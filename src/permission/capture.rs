//! Audio capture permission capability

use std::io::ErrorKind;
use std::path::{Path, PathBuf};

use async_trait::async_trait;
use tracing::debug;

use crate::error::CaptureError;

/// Asks the platform for permission to capture audio
#[async_trait]
pub trait CapturePermission: Send + Sync {
    async fn request_audio_capture(&self) -> Result<(), CaptureError>;
}

/// Treats a readable capture device node as granted access
pub struct DeviceCapture {
    device: PathBuf,
}

impl DeviceCapture {
    pub fn new(device: &Path) -> Self {
        Self {
            device: device.to_owned(),
        }
    }
}

#[async_trait]
impl CapturePermission for DeviceCapture {
    async fn request_audio_capture(&self) -> Result<(), CaptureError> {
        let metadata = tokio::fs::metadata(&self.device)
            .await
            .map_err(|e| map_io_error(&self.device, e))?;

        // Sound devices on Linux live in a directory, other platforms may expose a node
        if metadata.is_dir() {
            let _entries = tokio::fs::read_dir(&self.device)
                .await
                .map_err(|e| map_io_error(&self.device, e))?;
        } else {
            let _node = tokio::fs::File::open(&self.device)
                .await
                .map_err(|e| map_io_error(&self.device, e))?;
        }

        debug!(device = ?self.device, "capture device accessible");
        Ok(())
    }
}

fn map_io_error(device: &Path, err: std::io::Error) -> CaptureError {
    match err.kind() {
        ErrorKind::PermissionDenied => CaptureError::Denied,
        ErrorKind::NotFound => {
            CaptureError::Unavailable(format!("{} does not exist", device.display()))
        }
        _ => CaptureError::Unavailable(err.to_string()),
    }
}
use std::collections::HashMap;
use std::path::PathBuf;

use async_trait::async_trait;

use crate::application::ports::ReferenceLibrary;

/// Reference texts stored as files under a knowledge directory, addressed by
/// an issuer-to-filename map. Lookups are case-insensitive on the issuer.
pub struct FsReferenceLibrary {
    root: PathBuf,
    files: HashMap<String, String>,
}

impl FsReferenceLibrary {
    pub fn new(root: impl Into<PathBuf>, files: HashMap<String, String>) -> Self {
        Self {
            root: root.into(),
            files: files
                .into_iter()
                .map(|(issuer, file)| (issuer.trim().to_lowercase(), file))
                .collect(),
        }
    }
}

#[async_trait]
impl ReferenceLibrary for FsReferenceLibrary {
    #[tracing::instrument(skip(self))]
    async fn reference_for(&self, issuer: &str) -> Option<String> {
        let file = self.files.get(&issuer.trim().to_lowercase())?;
        let path = self.root.join(file);

        match tokio::fs::read_to_string(&path).await {
            Ok(text) if !text.trim().is_empty() => {
                tracing::debug!(path = %path.display(), "Issuer reference loaded");
                Some(text)
            }
            Ok(_) => None,
            Err(e) => {
                tracing::warn!(error = %e, path = %path.display(), "Issuer reference unreadable");
                None
            }
        }
    }
}
use std::path::PathBuf;

use invoice_extractor::domain::{Job, JobInput, JobStatus, OracleBackend};

fn new_job() -> Job {
    Job::new(
        0,
        "cupom.pdf".to_string(),
        OracleBackend::new("offline", "llama3.1:8b"),
        JobInput::pdf(b"%PDF-1.7".to_vec()),
    )
}

#[test]
fn given_new_job_when_created_then_waiting_with_input_retained() {
    let job = new_job();

    assert_eq!(job.status, JobStatus::Waiting);
    assert_eq!(job.progress, 0);
    assert!(job.input.is_some());
    assert!(job.finished_at.is_none());
    assert!(!job.cancelled);
}

#[test]
fn given_processing_job_when_progress_goes_backwards_then_progress_is_kept() {
    let mut job = new_job();
    job.set_status(JobStatus::Processing, Some(50));

    job.set_progress(20);

    assert_eq!(job.progress, 50);
}

#[test]
fn given_progress_above_hundred_when_advancing_then_clamped() {
    let mut job = new_job();

    job.set_progress(250);

    assert_eq!(job.progress, 100);
}

#[test]
fn given_terminal_target_when_setting_status_then_rejected() {
    let mut job = new_job();

    assert!(!job.set_status(JobStatus::Completed, Some(100)));
    assert_eq!(job.status, JobStatus::Waiting);
}

#[test]
fn given_completed_job_when_mutated_then_nothing_changes() {
    let mut job = new_job();
    assert!(job.complete(PathBuf::from("/tmp/out.xlsx")));
    let finished_at = job.finished_at;

    assert!(!job.fail("late failure".to_string()));
    assert!(!job.cancel());
    assert!(!job.set_status(JobStatus::Processing, Some(10)));
    assert!(!job.set_details("text".to_string(), "prompt".to_string()));
    assert!(!job.require_password("locked".to_string()));

    assert_eq!(job.status, JobStatus::Completed);
    assert_eq!(job.progress, 100);
    assert!(job.error_message.is_none());
    assert_eq!(job.finished_at, finished_at);
}

#[test]
fn given_failed_job_when_failed_then_input_released_and_finish_time_set() {
    let mut job = new_job();

    assert!(job.fail("oracle unreachable".to_string()));

    assert_eq!(job.status, JobStatus::Error);
    assert_eq!(job.error_message.as_deref(), Some("oracle unreachable"));
    assert!(job.input.is_none());
    assert!(job.finished_at.is_some());
}

#[test]
fn given_processing_job_when_cancelled_then_flag_and_status_set() {
    let mut job = new_job();
    job.set_status(JobStatus::Processing, Some(30));

    assert!(job.cancel());

    assert_eq!(job.status, JobStatus::Cancelled);
    assert!(job.cancelled);
    assert!(job.input.is_none());
    assert!(job.finished_at.is_some());
}

#[test]
fn given_password_pending_job_when_cancelled_then_rejected() {
    let mut job = new_job();
    job.require_password("password required".to_string());

    assert!(!job.cancel());
    assert_eq!(job.status, JobStatus::PasswordRequired);
}

#[test]
fn given_password_pending_job_when_reset_for_retry_then_processing_from_zero() {
    let mut job = new_job();
    job.set_status(JobStatus::Processing, Some(20));
    job.set_details("text".to_string(), String::new());
    job.require_password("password required".to_string());

    assert!(job.reset_for_retry());

    assert_eq!(job.status, JobStatus::Processing);
    assert_eq!(job.progress, 0);
    assert!(job.error_message.is_none());
    assert!(job.extracted_text.is_none());
    assert!(job.input.is_some());
}

#[test]
fn given_processing_job_when_reset_for_retry_then_rejected() {
    let mut job = new_job();
    job.set_status(JobStatus::Processing, Some(20));

    assert!(!job.reset_for_retry());
    assert_eq!(job.progress, 20);
}
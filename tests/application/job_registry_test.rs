use std::path::PathBuf;
use std::sync::Arc;
use std::thread;

use tokio::sync::mpsc::error::TryRecvError;

use invoice_extractor::application::services::JobRegistry;
use invoice_extractor::domain::{JobId, JobInput, JobStatus, OracleBackend};

fn create(registry: &JobRegistry, filename: &str) -> JobId {
    registry
        .create(
            filename.to_string(),
            OracleBackend::new("offline", "llama3.1:8b"),
            JobInput::text("Vl. Total 1,00"),
        )
        .id
}

#[test]
fn given_created_jobs_when_listing_then_newest_first() {
    let registry = JobRegistry::default();
    let first = create(&registry, "a.pdf");
    let second = create(&registry, "b.pdf");
    let third = create(&registry, "c.pdf");

    let ids: Vec<JobId> = registry.list().iter().map(|job| job.id).collect();

    assert_eq!(ids, vec![third, second, first]);
}

#[test]
fn given_unknown_id_when_mutating_then_nothing_happens() {
    let registry = JobRegistry::default();

    assert!(!registry.cancel(JobId::new()));
    assert!(!registry.reset_for_retry(JobId::new()));
    assert!(registry.get(JobId::new()).is_none());
    assert!(!registry.is_cancelled(JobId::new()));
}

#[test]
fn given_completed_job_when_failing_then_stays_completed() {
    let registry = JobRegistry::default();
    let id = create(&registry, "a.pdf");
    registry.set_completed(id, PathBuf::from("/tmp/a.xlsx"));

    registry.set_error(id, "late failure");

    let job = registry.get(id).unwrap();
    assert_eq!(job.status, JobStatus::Completed);
    assert!(job.error_message.is_none());
    assert!(registry.input(id).is_none());
}

#[test]
fn given_processing_job_when_cancelled_then_flag_is_visible_and_input_released() {
    let registry = JobRegistry::default();
    let id = create(&registry, "a.pdf");
    registry.update_status(id, JobStatus::Processing, Some(20));

    assert!(registry.cancel(id));

    assert!(registry.is_cancelled(id));
    assert!(registry.input(id).is_none());
    assert!(!registry.cancel(id));
}

#[test]
fn given_password_pending_job_when_cancelling_then_refused() {
    let registry = JobRegistry::default();
    let id = create(&registry, "locked.pdf");
    registry.set_password_required(id, "password required");

    assert!(!registry.cancel(id));
    assert_eq!(registry.get(id).unwrap().status, JobStatus::PasswordRequired);
    assert!(registry.input(id).is_some());
}

#[tokio::test]
async fn given_subscriber_when_job_changes_then_snapshot_event_is_received() {
    let registry = JobRegistry::default();
    let mut subscription = registry.subscribe();
    let id = create(&registry, "a.pdf");

    registry.update_status(id, JobStatus::Processing, Some(20));

    let created: serde_json::Value =
        serde_json::from_str(&subscription.receiver.recv().await.unwrap()).unwrap();
    let updated: serde_json::Value =
        serde_json::from_str(&subscription.receiver.recv().await.unwrap()).unwrap();
    assert_eq!(created["id"], id.to_string());
    assert_eq!(created["status"], "WAITING");
    assert_eq!(updated["status"], "PROCESSING");
    assert_eq!(updated["progress"], 20);
}

#[test]
fn given_rejected_transition_when_applied_then_no_event_is_emitted() {
    let registry = JobRegistry::default();
    let id = create(&registry, "a.pdf");
    registry.set_completed(id, PathBuf::from("/tmp/a.xlsx"));
    let mut subscription = registry.subscribe();

    registry.update_progress(id, 10);

    assert_eq!(subscription.receiver.try_recv(), Err(TryRecvError::Empty));
}

#[test]
fn given_full_subscriber_when_emitting_then_event_is_dropped_and_subscriber_kept() {
    let registry = JobRegistry::new(1);
    let mut subscription = registry.subscribe();

    let first = create(&registry, "a.pdf");
    create(&registry, "b.pdf");

    let event: serde_json::Value =
        serde_json::from_str(&subscription.receiver.try_recv().unwrap()).unwrap();
    assert_eq!(event["id"], first.to_string());
    assert_eq!(subscription.receiver.try_recv(), Err(TryRecvError::Empty));
    assert_eq!(registry.subscriber_count(), 1);
    assert_eq!(registry.list().len(), 2);
}

#[test]
fn given_dropped_receiver_when_emitting_then_subscriber_is_pruned() {
    let registry = JobRegistry::default();
    let subscription = registry.subscribe();
    drop(subscription);

    create(&registry, "a.pdf");

    assert_eq!(registry.subscriber_count(), 0);
}

#[test]
fn given_subscriber_when_unsubscribing_twice_then_second_call_is_harmless() {
    let registry = JobRegistry::default();
    let kept = registry.subscribe();
    let removed = registry.subscribe();

    registry.unsubscribe(removed.id);
    registry.unsubscribe(removed.id);

    assert_eq!(registry.subscriber_count(), 1);
    drop(kept);
}

#[test]
fn given_progress_racing_cancel_when_draining_events_then_last_event_is_cancelled() {
    for _ in 0..200 {
        let registry = Arc::new(JobRegistry::new(256));
        let id = create(&registry, "a.pdf");
        registry.update_status(id, JobStatus::Processing, Some(0));
        let mut subscription = registry.subscribe();

        let worker = {
            let registry = Arc::clone(&registry);
            thread::spawn(move || {
                for progress in 1..100 {
                    registry.update_progress(id, progress);
                }
            })
        };
        assert!(registry.cancel(id));
        worker.join().unwrap();

        let mut last = None;
        while let Ok(event) = subscription.receiver.try_recv() {
            last = Some(event);
        }
        let last: serde_json::Value = serde_json::from_str(&last.unwrap()).unwrap();
        assert_eq!(registry.get(id).unwrap().status, JobStatus::Cancelled);
        assert_eq!(last["status"], "CANCELLED");
    }
}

------------------------------------------------------------

_WHAT IS BEING ASKED_:
Lines with the string "impl" in the data above: say how many there are, giving the number alone.

_SOLUTION_:
5